How (Not)To Create Affordable Housing

Using price controls is certainly not the way to create affordable housing. Liberals in California are strong defenders of inclusionary zoning and claim that it will lead to more affordable housing, especially for the poor.

Evidence suggest the exact opposite occurs. Because of inclusionary zoning you have less affordable housing for all and wind up hurting the poor the most.

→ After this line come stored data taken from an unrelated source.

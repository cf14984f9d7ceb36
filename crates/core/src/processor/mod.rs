//! The processor boundary.
//!
//! A step hands a discovered run, its resolved configuration, and the
//! output storage to a named processor and gets back success or failure.
//! Processors are opaque to the core: they may shell out to external
//! binaries (rsync, bcl-convert, QC tools) and own partial-failure
//! recovery of that invocation. The core ships the registry plus the rsync
//! mirror used by sync stages; demultiplexing and QC processors are
//! deployment plugins.

mod error;
mod registry;
mod rsync;
mod traits;

pub use error::ProcessorError;
pub use registry::ProcessorRegistry;
pub use rsync::RsyncProcessor;
pub use traits::{ProcessOutcome, RunProcessor};
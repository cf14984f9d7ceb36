use serde::Serialize;
use std::path::PathBuf;

use crate::run::RunId;

/// Wiring mistakes caught while building a recipe.
///
/// These are configuration faults, so every one of them is fatal at
/// startup rather than retried.
#[derive(Debug, thiserror::Error)]
pub enum RecipeError {
    #[error("storage {name} is already registered")]
    DuplicateStorage { name: String },

    #[error("step {name} is already registered")]
    DuplicateStep { name: String },

    #[error("unknown storage {name}")]
    UnknownStorage { name: String },

    #[error("unknown discovery provider {name}")]
    UnknownProvider { name: String },

    #[error("unknown processor {name}")]
    UnknownProcessor { name: String },

    #[error("unknown run configuration resolver {name}")]
    UnknownResolver { name: String },

    #[error("step {step} uses the sample sheet resolver but configures no sample sheet")]
    MissingSampleSheet { step: String },

    #[error("step {step} output storage {storage} expands to multiple roots")]
    MultiRootOutput { step: String, storage: String },

    #[error("provider {provider} cannot serve storage {storage}")]
    ProviderUnavailable { provider: String, storage: String },

    #[error("recipe {name} has no steps")]
    NoSteps { name: String },
}

impl RecipeError {
    pub fn duplicate_storage(name: impl Into<String>) -> Self {
        Self::DuplicateStorage { name: name.into() }
    }

    pub fn duplicate_step(name: impl Into<String>) -> Self {
        Self::DuplicateStep { name: name.into() }
    }

    pub fn unknown_storage(name: impl Into<String>) -> Self {
        Self::UnknownStorage { name: name.into() }
    }

    pub fn unknown_provider(name: impl Into<String>) -> Self {
        Self::UnknownProvider { name: name.into() }
    }

    pub fn unknown_processor(name: impl Into<String>) -> Self {
        Self::UnknownProcessor { name: name.into() }
    }

    pub fn unknown_resolver(name: impl Into<String>) -> Self {
        Self::UnknownResolver { name: name.into() }
    }

    pub fn missing_sample_sheet(step: impl Into<String>) -> Self {
        Self::MissingSampleSheet { step: step.into() }
    }
}

/// Why a step left a run untouched this cycle.
#[derive(Debug, Clone, Copy, PartialEq, Eq, Serialize)]
#[serde(rename_all = "snake_case")]
pub enum SkipReason {
    /// The run id turned up in the ledger after the claim was taken.
    AlreadyRecorded,
    /// Another instance holds the per-run claim marker.
    ClaimHeld,
}

/// What happened to one run in one step during one cycle.
#[derive(Debug, Clone, PartialEq, Eq, Serialize)]
#[serde(tag = "result", rename_all = "snake_case")]
pub enum RunDisposition {
    Processed { output: Option<PathBuf> },
    Skipped { reason: SkipReason },
    Failed { error: String },
}

#[derive(Debug, Clone, Serialize)]
pub struct RunReport {
    pub run_id: RunId,
    pub disposition: RunDisposition,
}

/// Per-step slice of a cycle. Runs already in the step's ledger at the
/// start of the cycle are filtered out before reporting, so steady-state
/// cycles produce empty reports.
#[derive(Debug, Clone, Serialize)]
pub struct StepReport {
    pub step: String,
    pub runs: Vec<RunReport>,
}

impl StepReport {
    pub fn processed(&self) -> usize {
        self.count(|d| matches!(d, RunDisposition::Processed { .. }))
    }

    pub fn skipped(&self) -> usize {
        self.count(|d| matches!(d, RunDisposition::Skipped { .. }))
    }

    pub fn failed(&self) -> usize {
        self.count(|d| matches!(d, RunDisposition::Failed { .. }))
    }

    fn count(&self, pred: impl Fn(&RunDisposition) -> bool) -> usize {
        self.runs.iter().filter(|r| pred(&r.disposition)).count()
    }
}

/// A storage that could not be listed this cycle.
#[derive(Debug, Clone, Serialize)]
pub struct DiscoveryFailure {
    pub provider: String,
    pub storage: String,
    pub error: String,
}

/// Everything one recipe did in one poll cycle.
#[derive(Debug, Clone, Serialize)]
pub struct CycleReport {
    pub recipe: String,
    /// Candidate runs after cross-storage deduplication.
    pub discovered: usize,
    pub unavailable: Vec<DiscoveryFailure>,
    pub steps: Vec<StepReport>,
}

impl CycleReport {
    pub fn processed(&self) -> usize {
        self.steps.iter().map(StepReport::processed).sum()
    }

    pub fn failed(&self) -> usize {
        self.steps.iter().map(StepReport::failed).sum()
    }
}
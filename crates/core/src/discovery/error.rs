//! Discovery error types.

use std::io;
use std::path::PathBuf;

use thiserror::Error;

use crate::storage::StorageRef;

#[derive(Debug, Error)]
pub enum DiscoveryError {
    /// The storage root cannot be enumerated (missing path, permissions,
    /// dead mount). The orchestrator skips this storage for the cycle and
    /// the other storages proceed.
    #[error("storage {storage} unreachable at {path}: {source}")]
    Unavailable {
        storage: String,
        path: PathBuf,
        #[source]
        source: io::Error,
    },

    /// Provider misconfiguration. Unlike `Unavailable` this does not heal
    /// by waiting for the next cycle.
    #[error("discovery provider {provider} misconfigured for storage {storage}: {detail}")]
    Invalid {
        provider: String,
        storage: String,
        detail: String,
    },
}

impl DiscoveryError {
    pub fn unavailable(storage: &StorageRef, source: io::Error) -> Self {
        Self::Unavailable {
            storage: storage.name.clone(),
            path: storage.root.clone(),
            source,
        }
    }

    pub fn invalid(
        provider: impl Into<String>,
        storage: &StorageRef,
        detail: impl Into<String>,
    ) -> Self {
        Self::Invalid {
            provider: provider.into(),
            storage: storage.name.clone(),
            detail: detail.into(),
        }
    }

    /// True for the transient storage-unreachable kind.
    pub fn is_unavailable(&self) -> bool {
        matches!(self, Self::Unavailable { .. })
    }
}
//! Recipe composition and per-cycle execution.
//!
//! A recipe binds named storages, discovery providers, and an ordered
//! list of steps. Each poll cycle it lists candidate runs once and walks
//! every step over them; a step hands each unrecorded run to its
//! processor and appends successes to its own ledger. Failures stay out
//! of the ledger so the run is retried on the next cycle.

mod assemble;
mod registry;
mod runner;
mod step;
mod types;

pub use assemble::build_recipes;
pub use registry::StorageRegistry;
pub use runner::{ProviderBinding, Recipe};
pub use step::Step;
pub use types::{
    CycleReport, DiscoveryFailure, RecipeError, RunDisposition, RunReport, SkipReason, StepReport,
};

Edward Stringham, and Benjamin Powell, professors of Economics at San Jose State University write,

Inclusionary zoning also fails to produce significant numbers of affordable units. In the entire Bay Area over 30 years, inclusionary zoning has led to only 6,836 below market units. The decrease in housing production due to inclusionary zoning far outweighs the “increase” in price controlled homes. The average city has produced fewer than 15 affordable units per year since passing an inclusionary ordinance. Comparing inclusionary zoning’s output to the Association of Bay Area Governments’ projected affordable housing need, makes the failure of inclusionary zoning unambiguous. If inclusionary zoning continues at its current pace, it will take 100 years for inclusionary zoning to meet the region’s current five-year housing need.

This is example number 8,948,564 where you have someone with good intentions make something worse because of a belief that the government can solve the problem better than the ‘free market’. Both price controls and government interference have a long history of making matters worse, especially for the poor.

HatTip: EconLog.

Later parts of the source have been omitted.